Your task:
Your answer should be every line of the entries that has the string "DateTime" in it.

Data to use:
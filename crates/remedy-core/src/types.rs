//! Core types for Remedy
//!
//! Defines the fundamental domain vocabulary:
//! - Components and their health tiers
//! - Faults, fault kinds and severity
//! - Recovery strategies
//! - Healing actions (audit records)

use chrono::{DateTime, Utc};
use serde::{Deserialize, Serialize};
use std::collections::BTreeMap;
use std::str::FromStr;
use ulid::Ulid;

/// Metric name to sampled value. Ordered so serialized snapshots are stable.
pub type MetricMap = BTreeMap<String, f64>;

/// Component identifier
#[derive(Debug, Clone, PartialEq, Eq, PartialOrd, Ord, Hash, Serialize, Deserialize)]
#[serde(transparent)]
pub struct ComponentId(pub String);

impl ComponentId {
    /// Create a component id
    #[inline]
    #[must_use]
    pub fn new(id: impl Into<String>) -> Self {
        Self(id.into())
    }

    /// Borrow as str
    #[inline]
    #[must_use]
    pub fn as_str(&self) -> &str {
        &self.0
    }
}

impl std::fmt::Display for ComponentId {
    fn fmt(&self, f: &mut std::fmt::Formatter<'_>) -> std::fmt::Result {
        f.write_str(&self.0)
    }
}

impl From<&str> for ComponentId {
    fn from(value: &str) -> Self {
        Self(value.to_string())
    }
}

impl From<String> for ComponentId {
    fn from(value: String) -> Self {
        Self(value)
    }
}

/// A monitored component
#[derive(Debug, Clone, PartialEq, Eq, Serialize, Deserialize)]
pub struct Component {
    /// Identifier referenced everywhere else
    pub id: ComponentId,
    /// Logical display name
    pub name: String,
}

impl Component {
    /// Create a component
    #[inline]
    #[must_use]
    pub fn new(id: impl Into<ComponentId>, name: impl Into<String>) -> Self {
        Self {
            id: id.into(),
            name: name.into(),
        }
    }
}

/// Unique fault identifier (ULID for sortability)
#[derive(Debug, Clone, Copy, PartialEq, Eq, PartialOrd, Ord, Hash, Serialize, Deserialize)]
pub struct FaultId(pub Ulid);

impl FaultId {
    /// Generate new fault ID
    #[inline]
    #[must_use]
    pub fn new() -> Self {
        Self(Ulid::new())
    }
}

impl Default for FaultId {
    fn default() -> Self {
        Self::new()
    }
}

impl std::fmt::Display for FaultId {
    fn fmt(&self, f: &mut std::fmt::Formatter<'_>) -> std::fmt::Result {
        write!(f, "{}", self.0)
    }
}

/// Unique healing action identifier
#[derive(Debug, Clone, Copy, PartialEq, Eq, PartialOrd, Ord, Hash, Serialize, Deserialize)]
pub struct ActionId(pub Ulid);

impl ActionId {
    /// Generate new action ID
    #[inline]
    #[must_use]
    pub fn new() -> Self {
        Self(Ulid::new())
    }
}

impl Default for ActionId {
    fn default() -> Self {
        Self::new()
    }
}

impl std::fmt::Display for ActionId {
    fn fmt(&self, f: &mut std::fmt::Formatter<'_>) -> std::fmt::Result {
        write!(f, "{}", self.0)
    }
}

/// A single metrics sample for one component
#[derive(Debug, Clone, PartialEq, Serialize, Deserialize)]
pub struct HealthSample {
    /// Sampled component
    pub component: ComponentId,
    /// When the sample was taken
    pub timestamp: DateTime<Utc>,
    /// Raw metric values
    pub metrics: MetricMap,
}

impl HealthSample {
    /// Create sample stamped now
    #[inline]
    #[must_use]
    pub fn now(component: ComponentId, metrics: MetricMap) -> Self {
        Self {
            component,
            timestamp: Utc::now(),
            metrics,
        }
    }
}

/// Health tier of a component
///
/// Ordered by severity: Healthy < Degraded < Critical < Failed.
/// `Recovering` is an overlay reported while remediation is in flight and
/// ranks with the tier it overlays, so it is never used for aggregation.
#[derive(Debug, Clone, Copy, PartialEq, Eq, Hash, Serialize, Deserialize)]
pub enum ComponentHealth {
    /// All metrics within bounds
    Healthy,
    /// At least one metric past its degraded bound
    Degraded,
    /// At least one metric past its critical bound
    Critical,
    /// Past the failed bound, or sampling failed
    Failed,
    /// Remediation in flight
    Recovering,
}

impl ComponentHealth {
    /// Severity rank used for ordering and aggregation
    #[inline]
    #[must_use]
    pub fn rank(self) -> u8 {
        match self {
            ComponentHealth::Healthy | ComponentHealth::Recovering => 0,
            ComponentHealth::Degraded => 1,
            ComponentHealth::Critical => 2,
            ComponentHealth::Failed => 3,
        }
    }

    /// Return the more severe of two tiers
    #[inline]
    #[must_use]
    pub fn worst(self, other: Self) -> Self {
        if other.rank() > self.rank() {
            other
        } else {
            self
        }
    }

    /// Whether this tier triggers a fault
    #[inline]
    #[must_use]
    pub fn needs_remediation(self) -> bool {
        matches!(self, ComponentHealth::Critical | ComponentHealth::Failed)
    }

    /// Aggregate a set of tiers into system health
    #[must_use]
    pub fn aggregate<I: IntoIterator<Item = ComponentHealth>>(tiers: I) -> Self {
        tiers
            .into_iter()
            .fold(ComponentHealth::Healthy, ComponentHealth::worst)
    }
}

impl std::fmt::Display for ComponentHealth {
    fn fmt(&self, f: &mut std::fmt::Formatter<'_>) -> std::fmt::Result {
        let s = match self {
            ComponentHealth::Healthy => "healthy",
            ComponentHealth::Degraded => "degraded",
            ComponentHealth::Critical => "critical",
            ComponentHealth::Failed => "failed",
            ComponentHealth::Recovering => "recovering",
        };
        f.write_str(s)
    }
}

impl From<Severity> for ComponentHealth {
    fn from(value: Severity) -> Self {
        match value {
            Severity::Degraded => ComponentHealth::Degraded,
            Severity::Critical => ComponentHealth::Critical,
            Severity::Failed => ComponentHealth::Failed,
        }
    }
}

Your response:
use chrono::{DateTime, Utc};
    pub timestamp: DateTime<Utc>,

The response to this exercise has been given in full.